Vaughan’s life did take a Behind the Music arc as years of cocaine and alcohol abuse took their toll on his music in studio (see the hit-and-miss Soul to Soul). But even when he was mixing cocaine in his Jack Daniels to keep going, his live shows rarely suffered. In Step was his “clean and sober” album. It was the album that showcased Vaughan’s increasing confidence as a songwriter. In the spring of 1990, he recorded an unassuming record with his brother Jimmie.
And then it was all over.
Perhaps the biggest tragedy, musically, from Stevie Ray Vaughan’s death was that Vaughan was in the process of another reinvention. Far from being past his prime, he started to experiment by relying less on speed and more on technique. As good as In Step was, it succumbed to overproduction, much in the same way Bonnie Raitt’s comeback album Nick of Time suffered, despite both album’s hook-filled gems. Be it the acoustic “unplugged” movement in the early ’90s, to the garage rock blues movement of today, there’s every reason to believe that Stevie Ray Vaughan would have remained a viable presence in rock and blues.

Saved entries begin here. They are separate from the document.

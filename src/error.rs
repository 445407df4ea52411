// src/error.rs

use std::path::PathBuf;
use thiserror::Error;

pub type Result<T, E = UcpdError> = std::result::Result<T, E>;

/// Everything the fetcher and normalizer can fail with.
#[derive(Debug, Error)]
pub enum UcpdError {
    /// Connection failure or non-2xx status.
    #[error("GET {url} failed: {source}")]
    Http {
        url: String,
        #[source]
        source: reqwest::Error,
    },

    #[error("unsupported data type {0:?} (expected \"Field Interview\" or \"Traffic\")")]
    UnsupportedDataType(String),

    #[error("no page-count indicator matching `{selector}`")]
    MissingPageCount { selector: String },

    #[error("page-count indicator {text:?} does not end in a page number")]
    BadPageCount { text: String },

    #[error("no table found in {url}")]
    MissingTable { url: String },

    #[error("missing column {0:?}")]
    MissingColumn(String),

    /// A Date/Time value that cannot be split into a date and a time.
    #[error("row {row}: Date/Time value {value:?} has no date/time separator")]
    MalformedDateTime { row: usize, value: String },

    #[error("CSV error: {0}")]
    Csv(#[from] csv::Error),

    #[error("{path}: {source}")]
    Io {
        path: PathBuf,
        #[source]
        source: std::io::Error,
    },

    #[error("config {path}: {source}")]
    Config {
        path: PathBuf,
        #[source]
        source: serde_yaml::Error,
    },

    #[error("invalid URL: {0}")]
    Url(#[from] url::ParseError),
}

impl UcpdError {
    pub(crate) fn io(path: impl Into<PathBuf>, source: std::io::Error) -> Self {
        UcpdError::Io {
            path: path.into(),
            source,
        }
    }
}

For a few years, I couldn’t listen to Stevie Ray Vaughan. Not out of sorrow, but due to listener fatigue from hearing him on classic rock radio. I’ve listened to his albums so much, I could no longer find anything new in them. That was before the latest reissue of Couldn’t Stand the Weather, which features a live performance in Montreal in 1984. Listen to that, then go on to YouTube and start browsing some of his performances, starting with his cover of “Voodoo Child (Slight Return),” and suddenly these worn-out standards start to take on a new life. Twenty years on, he’s still blowing us away.